Although that task raises formidable problems, the political ones may be even more daunting.
For starters, the Soviet Union, which holds veto power in the Security Council, has indicated that it might act to ease the reparations burden on Iraq. Its peace proposals had stipulated that after the complete withdrawal of Iraqi troops from Kuwait, all U.N. resolutions would lose their force--including the Oct. 29 resolution that makes Iraq liable for loss, damage and injury arising from its invasion of Kuwait.
Scheffer said that reaching agreement on reparations could be far more complicated if Hussein remains in power after the war. If a new government is in place, he said, the Security Council “may act with more forgiveness.”
Although Iraq may find itself financially strapped after the war, it has the world’s second-largest oil reserves, after Saudi Arabia. The U.N. may impose a lien on Iraq’s oil revenue that would provide a steady stream of funds to be used to resolve the claims against it. Further, some of the money may come from Iraq’s overseas assets, which were frozen by the United Nations shortly after the Kuwait invasion.
But policy-makers and analysts agree that they would not want the burden to be overwhelming. Severely crippled, Iraq might be rocked by internal revolts, or be rendered so weak that it becomes a target for aggression by its neighbors--a situation that could find the United States once again sending troops to the region.
“The time of reconstruction and recovery should not be the occasion for vengeful actions against a nation forced to war by a dictator’s ambition,” Secretary of State James A. Baker III said this month.
Ultimately, the question hinges on finding a difficult balance.
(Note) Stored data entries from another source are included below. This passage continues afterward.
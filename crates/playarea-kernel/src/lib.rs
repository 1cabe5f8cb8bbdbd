//! Play area kernel: players on a square grid, one coordinator, one referee.
//!
//! Players propose single-step moves on their own timers. A single
//! coordinator task applies them in arrival order, asking the referee whether
//! each move is legal and whether it is fouled. Players that foul too often
//! are evicted and may later return; the run ends when one player is left.

pub mod agent;
pub mod config;
pub mod coordinator;
pub mod direction;
pub mod error;
pub mod grid;
pub mod messages;
pub mod play_area;
pub mod player;
pub mod referee;
pub mod simulation;

pub use agent::{AgentTiming, PlayerAgent};
pub use config::{EvictionPolicy, SimulationConfig};
pub use coordinator::{Coordinator, CoordinatorHandle, CoordinatorStats, SimulationOutcome};
pub use direction::Direction;
pub use error::KernelError;
pub use grid::{Boundary, Cell, Grid, Position};
pub use messages::{MoveRequest, Notice, Request};
pub use play_area::PlayArea;
pub use player::{choose_direction, Eviction, Player, PlayerId, PlayerStatus, PlayerSummary};
pub use referee::Referee;
pub use simulation::{Simulation, SimulationBuilder};
//! Configuration types for the play area.

use std::path::Path;
use std::time::Duration;

use serde::{Deserialize, Serialize};

use crate::error::{KernelError, Result};

/// Side length of the square grid.
pub const GRID_SIZE: usize = 100;
/// Capacity of the fair FIFO request queue.
pub const QUEUE_CAPACITY: usize = 100;
/// Delay between a verdict and the player's next proposal.
pub const MOVE_DELAY_MS: u64 = 1_000;
/// Delay between an eviction and the player's request to return.
pub const REINSTATEMENT_DELAY_MS: u64 = 10_000;
/// Fouls without an intervening reinstatement that trigger an eviction.
pub const EVICTION_FLAG_THRESHOLD: u32 = 2;
/// Evictions after which a player is never reinstated.
pub const PERMANENT_EVICTION_THRESHOLD: u32 = 2;
/// Cap on rejection-sampling draws when placing a player.
pub const MAX_PLACEMENT_ATTEMPTS: u32 = 100_000;
/// Cap on rejection-sampling draws when choosing a direction.
pub const MAX_DIRECTION_ATTEMPTS: u32 = 64;

/// Top-level simulation configuration.
///
/// Every field falls back to the constant of the same name, so a JSON file
/// only needs to list the values it overrides.
#[derive(Debug, Clone, PartialEq, Serialize, Deserialize)]
#[serde(default)]
pub struct SimulationConfig {
    pub grid_size: usize,
    pub queue_capacity: usize,
    pub move_delay_ms: u64,
    pub reinstatement_delay_ms: u64,
    pub eviction: EvictionPolicy,
    pub max_placement_attempts: u32,
    pub max_direction_attempts: u32,
    /// Seed for every random draw in a run (None picks one at random)
    pub seed: Option<u64>,
}

/// Thresholds governing flag → evict → reinstate transitions.
#[derive(Debug, Clone, Copy, PartialEq, Eq, Serialize, Deserialize)]
#[serde(default)]
pub struct EvictionPolicy {
    /// Fouls since the last reinstatement that evict the player
    pub flag_threshold: u32,
    /// Evictions that make removal permanent
    pub permanent_threshold: u32,
}

impl Default for EvictionPolicy {
    fn default() -> Self {
        Self {
            flag_threshold: EVICTION_FLAG_THRESHOLD,
            permanent_threshold: PERMANENT_EVICTION_THRESHOLD,
        }
    }
}

impl Default for SimulationConfig {
    fn default() -> Self {
        Self {
            grid_size: GRID_SIZE,
            queue_capacity: QUEUE_CAPACITY,
            move_delay_ms: MOVE_DELAY_MS,
            reinstatement_delay_ms: REINSTATEMENT_DELAY_MS,
            eviction: EvictionPolicy::default(),
            max_placement_attempts: MAX_PLACEMENT_ATTEMPTS,
            max_direction_attempts: MAX_DIRECTION_ATTEMPTS,
            seed: None,
        }
    }
}

impl SimulationConfig {
    /// Load a configuration from a JSON file and validate it.
    pub fn load(path: impl AsRef<Path>) -> Result<Self> {
        let json = std::fs::read_to_string(path)?;
        let config: Self = serde_json::from_str(&json)?;
        config.validate()?;
        Ok(config)
    }

    pub fn validate(&self) -> Result<()> {
        if self.grid_size < 2 {
            return Err(KernelError::InvalidConfig("grid_size must be at least 2"));
        }
        if self.queue_capacity == 0 {
            return Err(KernelError::InvalidConfig("queue_capacity must be positive"));
        }
        if self.eviction.flag_threshold == 0 || self.eviction.permanent_threshold == 0 {
            return Err(KernelError::InvalidConfig("eviction thresholds must be positive"));
        }
        if self.max_placement_attempts == 0 || self.max_direction_attempts == 0 {
            return Err(KernelError::InvalidConfig("retry caps must be positive"));
        }
        Ok(())
    }

    pub fn cell_count(&self) -> usize {
        self.grid_size * self.grid_size
    }

    pub fn move_delay(&self) -> Duration {
        Duration::from_millis(self.move_delay_ms)
    }

    pub fn reinstatement_delay(&self) -> Duration {
        Duration::from_millis(self.reinstatement_delay_ms)
    }
}

#[cfg(test)]
mod tests {
    use super::*;

    #[test]
    fn test_defaults_match_constants() {
        let config = SimulationConfig::default();
        assert_eq!(config.grid_size, 100);
        assert_eq!(config.queue_capacity, 100);
        assert_eq!(config.move_delay(), Duration::from_secs(1));
        assert_eq!(config.reinstatement_delay(), Duration::from_secs(10));
        assert_eq!(config.eviction.flag_threshold, 2);
        assert_eq!(config.eviction.permanent_threshold, 2);
        assert!(config.validate().is_ok());
    }

    #[test]
    fn test_partial_json_uses_defaults() {
        let config: SimulationConfig =
            serde_json::from_str(r#"{"grid_size": 8, "eviction": {"flag_threshold": 3}}"#).unwrap();
        assert_eq!(config.grid_size, 8);
        assert_eq!(config.eviction.flag_threshold, 3);
        assert_eq!(config.eviction.permanent_threshold, PERMANENT_EVICTION_THRESHOLD);
        assert_eq!(config.queue_capacity, QUEUE_CAPACITY);
        assert_eq!(config.seed, None);
    }

    #[test]
    fn test_validate_rejects_degenerate_values() {
        let tiny = SimulationConfig {
            grid_size: 1,
            ..Default::default()
        };
        assert!(matches!(tiny.validate(), Err(KernelError::InvalidConfig(_))));

        let no_queue = SimulationConfig {
            queue_capacity: 0,
            ..Default::default()
        };
        assert!(no_queue.validate().is_err());

        let no_threshold = SimulationConfig {
            eviction: EvictionPolicy {
                flag_threshold: 0,
                permanent_threshold: 2,
            },
            ..Default::default()
        };
        assert!(no_threshold.validate().is_err());
    }

    #[test]
    fn test_load_from_file() {
        let path = std::env::temp_dir().join(format!("playarea-config-{}.json", std::process::id()));
        std::fs::write(&path, r#"{"grid_size": 6, "seed": 9}"#).unwrap();

        let config = SimulationConfig::load(&path).unwrap();
        assert_eq!(config.grid_size, 6);
        assert_eq!(config.seed, Some(9));

        std::fs::write(&path, r#"{"grid_size": 0}"#).unwrap();
        assert!(SimulationConfig::load(&path).is_err());
        let _ = std::fs::remove_file(&path);
    }
}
The lessons of World War I showed in the arrangements that governments worked out in World War II, Scheffer noted. Germany was not forced to pay heavy reparations--to the contrary, West Germany shared in the Marshall Plan funds that helped rebuild Europe. However, Germany continues to make large payments to Israel in reparation for Hitler’s murder of Jews, Scheffer said.
Analysts say how the world handles the reparations for this war could help shape what Bush likes to call the “new world order.”
“You drive the lesson home, and the only way to drive the lesson home is to hold Saddam Hussein responsible,” added Allan Gerson, former counsel to the U.S. ambassador to the United Nations. “President Bush has said that the world order is the main reason he went to war. The first rule of world order is that aggression doesn’t pay.”